◆ **What to do**:
Transcribe exactly everything in the data below from the line containing "(scaled <= i64::MAX" down to the line containing "pub fn duration_ns(start_ns: Option<i64>, end_ns: Option<i64>)", both lines included and nothing further.

** Opening Records for the exercise block **

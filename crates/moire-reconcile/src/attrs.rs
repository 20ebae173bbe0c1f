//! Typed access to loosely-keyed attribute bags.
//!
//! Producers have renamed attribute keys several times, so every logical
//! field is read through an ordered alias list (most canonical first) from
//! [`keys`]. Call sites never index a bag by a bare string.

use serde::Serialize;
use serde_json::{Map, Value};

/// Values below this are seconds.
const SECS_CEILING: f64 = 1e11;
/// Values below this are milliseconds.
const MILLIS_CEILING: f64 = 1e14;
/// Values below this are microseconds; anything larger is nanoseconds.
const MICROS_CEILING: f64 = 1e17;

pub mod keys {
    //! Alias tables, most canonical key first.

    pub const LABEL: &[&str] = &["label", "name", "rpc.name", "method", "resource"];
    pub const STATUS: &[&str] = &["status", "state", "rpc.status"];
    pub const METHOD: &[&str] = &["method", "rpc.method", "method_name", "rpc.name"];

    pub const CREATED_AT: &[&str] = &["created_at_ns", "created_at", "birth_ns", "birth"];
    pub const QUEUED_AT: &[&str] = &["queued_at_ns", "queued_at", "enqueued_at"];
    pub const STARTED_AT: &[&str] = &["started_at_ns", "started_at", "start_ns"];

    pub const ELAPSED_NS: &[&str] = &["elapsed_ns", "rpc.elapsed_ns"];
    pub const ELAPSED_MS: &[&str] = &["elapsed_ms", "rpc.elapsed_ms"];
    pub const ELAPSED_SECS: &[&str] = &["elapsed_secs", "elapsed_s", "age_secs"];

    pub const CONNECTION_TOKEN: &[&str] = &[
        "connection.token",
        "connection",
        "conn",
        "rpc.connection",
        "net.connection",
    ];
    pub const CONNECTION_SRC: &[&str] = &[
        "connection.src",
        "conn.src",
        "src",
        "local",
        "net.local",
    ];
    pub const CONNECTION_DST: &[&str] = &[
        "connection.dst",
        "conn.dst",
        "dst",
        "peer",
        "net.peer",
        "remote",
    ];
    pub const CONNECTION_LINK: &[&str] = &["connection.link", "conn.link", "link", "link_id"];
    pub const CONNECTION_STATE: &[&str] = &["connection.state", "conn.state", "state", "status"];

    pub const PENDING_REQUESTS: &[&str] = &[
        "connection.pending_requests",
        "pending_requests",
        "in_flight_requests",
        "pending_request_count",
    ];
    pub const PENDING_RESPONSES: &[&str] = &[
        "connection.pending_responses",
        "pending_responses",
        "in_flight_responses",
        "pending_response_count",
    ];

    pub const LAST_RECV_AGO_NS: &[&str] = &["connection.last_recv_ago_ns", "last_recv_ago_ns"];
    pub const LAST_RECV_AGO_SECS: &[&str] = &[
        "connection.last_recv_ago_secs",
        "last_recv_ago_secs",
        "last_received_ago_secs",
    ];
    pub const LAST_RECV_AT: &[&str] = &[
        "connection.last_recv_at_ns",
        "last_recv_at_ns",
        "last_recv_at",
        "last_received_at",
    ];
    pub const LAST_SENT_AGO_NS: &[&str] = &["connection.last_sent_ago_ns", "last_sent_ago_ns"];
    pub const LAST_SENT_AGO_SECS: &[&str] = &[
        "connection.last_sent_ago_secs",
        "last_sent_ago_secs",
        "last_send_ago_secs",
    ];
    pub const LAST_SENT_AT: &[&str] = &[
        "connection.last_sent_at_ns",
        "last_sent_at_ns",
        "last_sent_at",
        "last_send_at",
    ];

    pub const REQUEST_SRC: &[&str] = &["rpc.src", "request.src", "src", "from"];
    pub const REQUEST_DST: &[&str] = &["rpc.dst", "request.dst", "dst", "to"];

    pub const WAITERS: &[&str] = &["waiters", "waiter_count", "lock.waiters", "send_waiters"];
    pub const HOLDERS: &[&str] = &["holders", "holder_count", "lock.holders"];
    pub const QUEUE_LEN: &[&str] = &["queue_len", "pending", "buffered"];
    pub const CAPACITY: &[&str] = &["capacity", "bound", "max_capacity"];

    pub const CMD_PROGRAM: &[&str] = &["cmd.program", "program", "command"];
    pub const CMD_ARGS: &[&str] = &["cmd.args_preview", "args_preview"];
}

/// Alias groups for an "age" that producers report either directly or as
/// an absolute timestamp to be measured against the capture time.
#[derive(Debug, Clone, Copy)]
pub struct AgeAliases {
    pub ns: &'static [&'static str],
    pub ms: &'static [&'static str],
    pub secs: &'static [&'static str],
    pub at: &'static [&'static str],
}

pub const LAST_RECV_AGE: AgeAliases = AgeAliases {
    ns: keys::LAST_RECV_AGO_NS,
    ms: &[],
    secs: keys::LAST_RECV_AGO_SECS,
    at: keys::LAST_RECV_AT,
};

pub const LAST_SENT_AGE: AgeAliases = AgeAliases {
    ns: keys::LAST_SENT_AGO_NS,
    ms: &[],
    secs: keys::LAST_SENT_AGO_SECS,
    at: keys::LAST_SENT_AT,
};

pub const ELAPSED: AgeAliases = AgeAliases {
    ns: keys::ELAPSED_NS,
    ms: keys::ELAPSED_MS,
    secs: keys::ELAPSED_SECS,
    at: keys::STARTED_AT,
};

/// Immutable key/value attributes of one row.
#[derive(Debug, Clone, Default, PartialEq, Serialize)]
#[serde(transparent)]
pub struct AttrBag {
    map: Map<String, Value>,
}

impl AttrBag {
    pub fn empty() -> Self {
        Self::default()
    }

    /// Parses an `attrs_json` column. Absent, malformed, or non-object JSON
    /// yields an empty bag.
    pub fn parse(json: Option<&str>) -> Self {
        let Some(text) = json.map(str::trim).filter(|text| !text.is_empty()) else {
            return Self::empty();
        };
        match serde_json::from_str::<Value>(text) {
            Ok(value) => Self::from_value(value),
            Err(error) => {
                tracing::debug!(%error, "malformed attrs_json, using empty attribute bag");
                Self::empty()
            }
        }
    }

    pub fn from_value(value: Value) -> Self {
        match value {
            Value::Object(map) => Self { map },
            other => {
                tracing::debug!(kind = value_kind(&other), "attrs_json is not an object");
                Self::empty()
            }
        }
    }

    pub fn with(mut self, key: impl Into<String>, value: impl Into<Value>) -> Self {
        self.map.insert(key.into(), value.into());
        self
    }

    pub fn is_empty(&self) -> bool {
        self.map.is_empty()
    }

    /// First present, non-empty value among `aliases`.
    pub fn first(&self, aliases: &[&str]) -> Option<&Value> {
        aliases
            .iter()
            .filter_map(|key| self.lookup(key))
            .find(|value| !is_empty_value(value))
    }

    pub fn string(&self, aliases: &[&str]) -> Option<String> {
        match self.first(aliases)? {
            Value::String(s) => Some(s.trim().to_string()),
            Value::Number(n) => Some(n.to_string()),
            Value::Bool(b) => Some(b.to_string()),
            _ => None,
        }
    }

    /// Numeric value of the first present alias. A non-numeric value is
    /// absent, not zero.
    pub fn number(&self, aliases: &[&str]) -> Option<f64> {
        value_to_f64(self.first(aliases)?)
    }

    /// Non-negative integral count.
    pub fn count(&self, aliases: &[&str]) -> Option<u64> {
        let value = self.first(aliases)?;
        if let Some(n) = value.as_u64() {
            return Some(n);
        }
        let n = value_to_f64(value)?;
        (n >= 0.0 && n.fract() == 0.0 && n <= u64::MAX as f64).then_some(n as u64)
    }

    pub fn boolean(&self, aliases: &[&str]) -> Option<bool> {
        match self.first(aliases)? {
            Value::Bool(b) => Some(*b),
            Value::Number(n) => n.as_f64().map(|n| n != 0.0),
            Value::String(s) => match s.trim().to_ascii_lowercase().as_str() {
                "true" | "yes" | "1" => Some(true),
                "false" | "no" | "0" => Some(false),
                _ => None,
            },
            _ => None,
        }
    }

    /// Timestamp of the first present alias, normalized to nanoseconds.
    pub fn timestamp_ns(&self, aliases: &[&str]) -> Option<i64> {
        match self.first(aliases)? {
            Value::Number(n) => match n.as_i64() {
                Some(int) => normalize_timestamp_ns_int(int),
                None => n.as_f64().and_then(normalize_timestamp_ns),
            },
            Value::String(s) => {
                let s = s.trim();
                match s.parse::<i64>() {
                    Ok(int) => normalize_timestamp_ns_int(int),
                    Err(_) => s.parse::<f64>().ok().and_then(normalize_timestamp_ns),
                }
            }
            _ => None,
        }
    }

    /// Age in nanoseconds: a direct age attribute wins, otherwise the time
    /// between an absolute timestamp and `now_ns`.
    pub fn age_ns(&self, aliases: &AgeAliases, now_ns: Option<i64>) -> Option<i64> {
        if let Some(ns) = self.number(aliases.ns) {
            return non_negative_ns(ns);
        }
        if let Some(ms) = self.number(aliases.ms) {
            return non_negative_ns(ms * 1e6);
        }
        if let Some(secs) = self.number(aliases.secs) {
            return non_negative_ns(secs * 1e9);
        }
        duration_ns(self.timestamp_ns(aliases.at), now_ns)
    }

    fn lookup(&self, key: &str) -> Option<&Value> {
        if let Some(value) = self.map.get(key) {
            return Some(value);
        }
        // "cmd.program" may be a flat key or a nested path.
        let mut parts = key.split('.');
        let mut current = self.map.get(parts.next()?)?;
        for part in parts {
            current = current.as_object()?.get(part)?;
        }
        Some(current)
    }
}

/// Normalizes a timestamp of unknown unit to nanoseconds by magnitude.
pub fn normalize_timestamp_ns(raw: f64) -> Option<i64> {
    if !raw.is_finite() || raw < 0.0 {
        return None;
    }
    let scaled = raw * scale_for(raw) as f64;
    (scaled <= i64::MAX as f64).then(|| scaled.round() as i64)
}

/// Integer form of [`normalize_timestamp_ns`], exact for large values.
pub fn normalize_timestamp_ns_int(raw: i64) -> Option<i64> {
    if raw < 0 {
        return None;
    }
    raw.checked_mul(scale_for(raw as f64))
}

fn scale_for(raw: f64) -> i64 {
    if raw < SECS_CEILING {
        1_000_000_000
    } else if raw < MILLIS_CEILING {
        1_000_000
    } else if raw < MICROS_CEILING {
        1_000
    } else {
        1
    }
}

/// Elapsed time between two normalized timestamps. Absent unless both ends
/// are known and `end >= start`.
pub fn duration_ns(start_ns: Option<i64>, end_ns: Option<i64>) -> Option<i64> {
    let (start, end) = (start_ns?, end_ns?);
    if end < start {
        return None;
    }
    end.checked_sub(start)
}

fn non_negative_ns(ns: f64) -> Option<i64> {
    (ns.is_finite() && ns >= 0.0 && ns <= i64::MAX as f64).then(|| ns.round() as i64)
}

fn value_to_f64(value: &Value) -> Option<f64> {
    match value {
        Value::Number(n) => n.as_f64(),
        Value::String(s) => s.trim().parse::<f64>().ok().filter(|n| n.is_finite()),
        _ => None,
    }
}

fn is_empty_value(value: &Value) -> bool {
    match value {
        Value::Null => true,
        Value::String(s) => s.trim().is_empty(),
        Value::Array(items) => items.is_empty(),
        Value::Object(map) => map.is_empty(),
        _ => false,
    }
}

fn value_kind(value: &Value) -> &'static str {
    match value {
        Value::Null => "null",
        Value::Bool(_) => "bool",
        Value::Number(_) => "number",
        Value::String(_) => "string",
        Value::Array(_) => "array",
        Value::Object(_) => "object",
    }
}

** Closing Records for the exercise block **
** Opening Records for the exercise block **

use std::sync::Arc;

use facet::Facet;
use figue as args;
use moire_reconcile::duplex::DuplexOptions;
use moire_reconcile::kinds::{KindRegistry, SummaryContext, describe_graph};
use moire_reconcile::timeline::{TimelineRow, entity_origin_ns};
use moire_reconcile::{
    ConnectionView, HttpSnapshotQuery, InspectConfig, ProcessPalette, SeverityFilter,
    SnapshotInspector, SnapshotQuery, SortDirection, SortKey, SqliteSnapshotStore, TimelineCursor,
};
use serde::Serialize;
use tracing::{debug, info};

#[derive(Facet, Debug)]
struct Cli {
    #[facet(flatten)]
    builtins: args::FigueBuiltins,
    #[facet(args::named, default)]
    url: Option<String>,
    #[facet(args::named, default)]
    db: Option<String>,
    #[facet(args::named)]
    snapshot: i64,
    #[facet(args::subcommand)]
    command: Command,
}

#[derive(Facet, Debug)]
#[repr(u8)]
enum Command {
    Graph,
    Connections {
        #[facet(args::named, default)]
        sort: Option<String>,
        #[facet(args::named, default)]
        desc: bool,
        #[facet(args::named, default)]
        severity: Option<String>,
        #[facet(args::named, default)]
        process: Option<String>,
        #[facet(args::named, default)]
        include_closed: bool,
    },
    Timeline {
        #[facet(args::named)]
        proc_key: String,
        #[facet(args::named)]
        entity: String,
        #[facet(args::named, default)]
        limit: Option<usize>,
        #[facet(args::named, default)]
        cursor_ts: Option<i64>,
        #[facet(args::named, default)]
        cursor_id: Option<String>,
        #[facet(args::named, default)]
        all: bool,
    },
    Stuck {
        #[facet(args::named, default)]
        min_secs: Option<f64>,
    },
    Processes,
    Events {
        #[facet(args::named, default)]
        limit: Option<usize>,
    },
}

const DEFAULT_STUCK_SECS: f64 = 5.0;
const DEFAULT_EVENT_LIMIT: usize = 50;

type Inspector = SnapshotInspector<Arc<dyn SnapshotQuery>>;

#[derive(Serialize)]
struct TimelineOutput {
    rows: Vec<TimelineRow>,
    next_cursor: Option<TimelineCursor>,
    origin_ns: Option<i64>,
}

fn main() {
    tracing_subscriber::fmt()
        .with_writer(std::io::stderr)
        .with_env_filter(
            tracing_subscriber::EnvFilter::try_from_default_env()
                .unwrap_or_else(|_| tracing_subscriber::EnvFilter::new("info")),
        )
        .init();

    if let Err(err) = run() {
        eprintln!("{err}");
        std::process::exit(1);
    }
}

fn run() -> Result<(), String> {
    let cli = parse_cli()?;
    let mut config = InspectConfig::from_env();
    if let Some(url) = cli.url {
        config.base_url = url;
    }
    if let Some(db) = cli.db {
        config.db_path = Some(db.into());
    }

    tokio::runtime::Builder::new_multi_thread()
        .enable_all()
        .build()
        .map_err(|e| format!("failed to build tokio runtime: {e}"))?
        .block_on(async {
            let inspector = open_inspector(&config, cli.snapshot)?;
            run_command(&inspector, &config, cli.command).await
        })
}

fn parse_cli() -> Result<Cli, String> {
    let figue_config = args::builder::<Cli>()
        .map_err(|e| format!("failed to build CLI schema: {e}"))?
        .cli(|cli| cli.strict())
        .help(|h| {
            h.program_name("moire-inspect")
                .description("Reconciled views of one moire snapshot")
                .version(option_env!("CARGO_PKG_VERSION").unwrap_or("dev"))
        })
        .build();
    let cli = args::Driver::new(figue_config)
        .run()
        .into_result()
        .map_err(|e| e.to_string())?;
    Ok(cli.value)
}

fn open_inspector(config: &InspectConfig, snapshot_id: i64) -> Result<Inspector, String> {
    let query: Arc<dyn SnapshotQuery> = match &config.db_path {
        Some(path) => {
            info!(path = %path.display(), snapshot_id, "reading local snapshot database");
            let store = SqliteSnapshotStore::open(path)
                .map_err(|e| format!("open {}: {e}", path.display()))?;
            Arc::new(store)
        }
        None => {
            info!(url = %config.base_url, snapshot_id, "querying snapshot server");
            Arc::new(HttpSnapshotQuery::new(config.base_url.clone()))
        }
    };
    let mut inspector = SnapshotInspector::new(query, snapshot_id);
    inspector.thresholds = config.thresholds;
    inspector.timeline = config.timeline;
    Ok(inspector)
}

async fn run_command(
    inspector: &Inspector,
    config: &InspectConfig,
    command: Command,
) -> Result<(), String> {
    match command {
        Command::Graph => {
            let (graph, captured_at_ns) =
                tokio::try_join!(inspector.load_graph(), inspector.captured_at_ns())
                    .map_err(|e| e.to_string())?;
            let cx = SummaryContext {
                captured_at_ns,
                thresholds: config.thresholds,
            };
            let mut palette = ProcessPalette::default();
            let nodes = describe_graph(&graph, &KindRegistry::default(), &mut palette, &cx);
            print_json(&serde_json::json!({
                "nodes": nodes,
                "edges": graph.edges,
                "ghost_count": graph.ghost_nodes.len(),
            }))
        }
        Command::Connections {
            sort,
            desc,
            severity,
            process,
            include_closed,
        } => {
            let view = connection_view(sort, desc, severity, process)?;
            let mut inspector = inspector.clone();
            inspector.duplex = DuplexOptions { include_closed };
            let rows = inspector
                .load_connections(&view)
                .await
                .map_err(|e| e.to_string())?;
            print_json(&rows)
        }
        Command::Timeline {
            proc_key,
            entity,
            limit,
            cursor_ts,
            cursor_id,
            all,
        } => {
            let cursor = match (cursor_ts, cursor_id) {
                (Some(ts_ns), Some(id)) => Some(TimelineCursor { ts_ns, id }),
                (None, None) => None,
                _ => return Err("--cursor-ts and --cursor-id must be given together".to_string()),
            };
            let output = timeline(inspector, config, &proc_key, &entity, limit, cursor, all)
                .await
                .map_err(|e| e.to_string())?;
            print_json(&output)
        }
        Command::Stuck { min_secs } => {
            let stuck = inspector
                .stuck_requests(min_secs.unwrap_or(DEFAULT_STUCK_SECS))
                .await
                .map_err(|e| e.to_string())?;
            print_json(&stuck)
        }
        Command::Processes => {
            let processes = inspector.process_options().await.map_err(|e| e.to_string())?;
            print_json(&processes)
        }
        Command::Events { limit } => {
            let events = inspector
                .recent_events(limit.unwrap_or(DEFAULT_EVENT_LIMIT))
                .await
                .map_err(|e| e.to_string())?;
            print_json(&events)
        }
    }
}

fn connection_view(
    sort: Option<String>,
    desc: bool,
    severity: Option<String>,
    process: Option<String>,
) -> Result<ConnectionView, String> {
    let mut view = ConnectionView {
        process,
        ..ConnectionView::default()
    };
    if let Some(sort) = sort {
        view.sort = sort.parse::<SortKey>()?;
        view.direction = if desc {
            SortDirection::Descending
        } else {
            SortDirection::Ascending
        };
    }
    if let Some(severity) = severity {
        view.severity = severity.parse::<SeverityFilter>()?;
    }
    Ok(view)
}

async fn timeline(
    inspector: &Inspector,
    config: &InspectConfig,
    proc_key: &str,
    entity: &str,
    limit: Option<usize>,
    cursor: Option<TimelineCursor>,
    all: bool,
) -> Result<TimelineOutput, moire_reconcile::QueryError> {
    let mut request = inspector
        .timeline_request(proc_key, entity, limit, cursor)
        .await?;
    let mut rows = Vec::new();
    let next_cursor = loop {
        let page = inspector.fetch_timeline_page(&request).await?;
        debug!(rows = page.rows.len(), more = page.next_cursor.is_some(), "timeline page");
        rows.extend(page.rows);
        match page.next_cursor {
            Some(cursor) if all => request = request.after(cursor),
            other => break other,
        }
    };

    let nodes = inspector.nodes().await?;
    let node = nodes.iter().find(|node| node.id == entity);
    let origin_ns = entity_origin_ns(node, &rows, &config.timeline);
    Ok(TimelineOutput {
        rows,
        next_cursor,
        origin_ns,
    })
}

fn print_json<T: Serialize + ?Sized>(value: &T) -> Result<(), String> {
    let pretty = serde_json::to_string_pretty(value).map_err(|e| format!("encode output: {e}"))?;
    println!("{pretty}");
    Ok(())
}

** Closing Records for the exercise block **
** Opening Records for the exercise block **

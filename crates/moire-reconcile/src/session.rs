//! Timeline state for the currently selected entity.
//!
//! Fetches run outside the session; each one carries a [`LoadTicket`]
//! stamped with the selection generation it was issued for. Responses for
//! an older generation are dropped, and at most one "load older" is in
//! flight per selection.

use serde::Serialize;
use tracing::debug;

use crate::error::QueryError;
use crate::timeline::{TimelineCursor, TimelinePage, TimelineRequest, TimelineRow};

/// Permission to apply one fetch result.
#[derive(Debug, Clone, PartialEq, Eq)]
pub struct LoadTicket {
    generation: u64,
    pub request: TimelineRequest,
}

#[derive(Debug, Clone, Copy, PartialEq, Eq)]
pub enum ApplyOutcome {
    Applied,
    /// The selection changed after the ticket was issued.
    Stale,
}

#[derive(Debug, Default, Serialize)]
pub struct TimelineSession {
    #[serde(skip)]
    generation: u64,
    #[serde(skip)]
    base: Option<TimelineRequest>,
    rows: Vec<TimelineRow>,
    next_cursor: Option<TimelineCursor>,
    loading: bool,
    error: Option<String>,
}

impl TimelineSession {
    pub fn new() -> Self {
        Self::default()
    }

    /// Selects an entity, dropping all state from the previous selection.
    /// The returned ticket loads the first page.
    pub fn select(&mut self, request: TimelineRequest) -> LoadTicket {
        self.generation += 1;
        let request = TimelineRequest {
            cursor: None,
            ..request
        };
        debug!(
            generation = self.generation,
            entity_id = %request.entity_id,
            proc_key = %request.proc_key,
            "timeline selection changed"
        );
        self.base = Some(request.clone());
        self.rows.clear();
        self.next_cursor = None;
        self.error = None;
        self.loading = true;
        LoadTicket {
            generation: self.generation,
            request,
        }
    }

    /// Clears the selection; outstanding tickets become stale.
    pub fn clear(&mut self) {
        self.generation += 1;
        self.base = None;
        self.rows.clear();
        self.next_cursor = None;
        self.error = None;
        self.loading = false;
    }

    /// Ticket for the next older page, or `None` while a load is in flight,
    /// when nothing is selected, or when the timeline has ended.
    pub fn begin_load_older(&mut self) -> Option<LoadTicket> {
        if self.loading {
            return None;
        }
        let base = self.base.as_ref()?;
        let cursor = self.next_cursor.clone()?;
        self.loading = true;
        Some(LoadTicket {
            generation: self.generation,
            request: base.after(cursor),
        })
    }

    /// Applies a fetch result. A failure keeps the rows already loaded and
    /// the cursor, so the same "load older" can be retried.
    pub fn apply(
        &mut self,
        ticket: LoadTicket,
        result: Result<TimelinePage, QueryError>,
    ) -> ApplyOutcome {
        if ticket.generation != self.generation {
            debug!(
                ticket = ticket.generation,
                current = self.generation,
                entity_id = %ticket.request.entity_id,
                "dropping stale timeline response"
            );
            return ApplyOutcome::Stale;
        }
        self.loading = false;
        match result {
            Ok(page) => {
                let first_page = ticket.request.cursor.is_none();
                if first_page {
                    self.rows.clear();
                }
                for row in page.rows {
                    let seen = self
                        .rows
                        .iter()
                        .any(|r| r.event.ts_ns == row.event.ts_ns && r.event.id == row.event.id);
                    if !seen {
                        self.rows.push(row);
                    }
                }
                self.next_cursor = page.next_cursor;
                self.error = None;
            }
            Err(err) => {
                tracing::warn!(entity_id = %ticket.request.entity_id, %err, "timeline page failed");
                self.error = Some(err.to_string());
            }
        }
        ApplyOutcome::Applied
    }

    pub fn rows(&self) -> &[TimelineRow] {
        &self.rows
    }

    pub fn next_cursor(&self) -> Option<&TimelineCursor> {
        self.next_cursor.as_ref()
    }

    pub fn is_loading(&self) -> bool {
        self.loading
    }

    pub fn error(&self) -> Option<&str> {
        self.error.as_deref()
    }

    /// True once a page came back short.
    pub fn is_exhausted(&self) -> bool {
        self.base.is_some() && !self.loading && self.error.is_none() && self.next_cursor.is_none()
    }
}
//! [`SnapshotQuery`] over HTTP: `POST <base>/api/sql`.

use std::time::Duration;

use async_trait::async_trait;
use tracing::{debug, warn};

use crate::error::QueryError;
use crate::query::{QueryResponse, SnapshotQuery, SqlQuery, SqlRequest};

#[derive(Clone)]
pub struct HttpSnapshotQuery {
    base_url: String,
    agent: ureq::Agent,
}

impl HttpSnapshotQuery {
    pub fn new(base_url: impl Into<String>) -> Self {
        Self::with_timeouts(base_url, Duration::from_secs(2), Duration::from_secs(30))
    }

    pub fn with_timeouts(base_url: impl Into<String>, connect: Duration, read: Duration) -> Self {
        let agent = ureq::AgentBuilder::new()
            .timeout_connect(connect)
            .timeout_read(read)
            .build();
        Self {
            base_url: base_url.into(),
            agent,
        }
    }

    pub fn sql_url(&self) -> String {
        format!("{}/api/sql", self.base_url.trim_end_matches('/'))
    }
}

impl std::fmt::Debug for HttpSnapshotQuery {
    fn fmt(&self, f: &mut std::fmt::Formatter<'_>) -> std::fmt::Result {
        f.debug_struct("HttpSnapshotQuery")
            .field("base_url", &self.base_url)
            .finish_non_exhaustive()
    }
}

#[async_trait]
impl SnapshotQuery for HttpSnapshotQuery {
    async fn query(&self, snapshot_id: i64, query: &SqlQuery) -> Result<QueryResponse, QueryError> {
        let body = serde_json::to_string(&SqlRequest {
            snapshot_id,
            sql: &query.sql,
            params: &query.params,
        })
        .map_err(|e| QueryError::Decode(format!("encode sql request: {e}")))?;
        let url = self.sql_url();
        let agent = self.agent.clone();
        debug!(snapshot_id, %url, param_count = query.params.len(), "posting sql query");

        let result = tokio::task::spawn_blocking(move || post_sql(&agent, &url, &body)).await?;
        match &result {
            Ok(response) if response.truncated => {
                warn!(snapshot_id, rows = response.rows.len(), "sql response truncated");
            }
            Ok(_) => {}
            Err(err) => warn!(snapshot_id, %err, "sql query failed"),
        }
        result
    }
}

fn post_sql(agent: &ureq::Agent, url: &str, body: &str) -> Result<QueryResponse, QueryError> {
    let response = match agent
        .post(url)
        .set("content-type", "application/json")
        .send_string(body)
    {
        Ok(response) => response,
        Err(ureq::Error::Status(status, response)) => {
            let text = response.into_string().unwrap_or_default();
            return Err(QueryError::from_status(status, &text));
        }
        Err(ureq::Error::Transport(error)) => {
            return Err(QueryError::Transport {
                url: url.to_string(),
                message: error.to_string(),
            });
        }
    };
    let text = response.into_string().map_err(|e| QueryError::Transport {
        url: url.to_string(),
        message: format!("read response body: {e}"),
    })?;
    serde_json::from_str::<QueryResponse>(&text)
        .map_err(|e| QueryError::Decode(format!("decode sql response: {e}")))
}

** Closing Records for the exercise block **

◆ **The answer**:
    (scaled <= i64::MAX as f64).then(|| scaled.round() as i64)
}

/// Integer form of [`normalize_timestamp_ns`], exact for large values.
pub fn normalize_timestamp_ns_int(raw: i64) -> Option<i64> {
    if raw < 0 {
        return None;
    }
    raw.checked_mul(scale_for(raw as f64))
}

fn scale_for(raw: f64) -> i64 {
    if raw < SECS_CEILING {
        1_000_000_000
    } else if raw < MILLIS_CEILING {
        1_000_000
    } else if raw < MICROS_CEILING {
        1_000
    } else {
        1
    }
}

/// Elapsed time between two normalized timestamps. Absent unless both ends
/// are known and `end >= start`.
pub fn duration_ns(start_ns: Option<i64>, end_ns: Option<i64>) -> Option<i64> {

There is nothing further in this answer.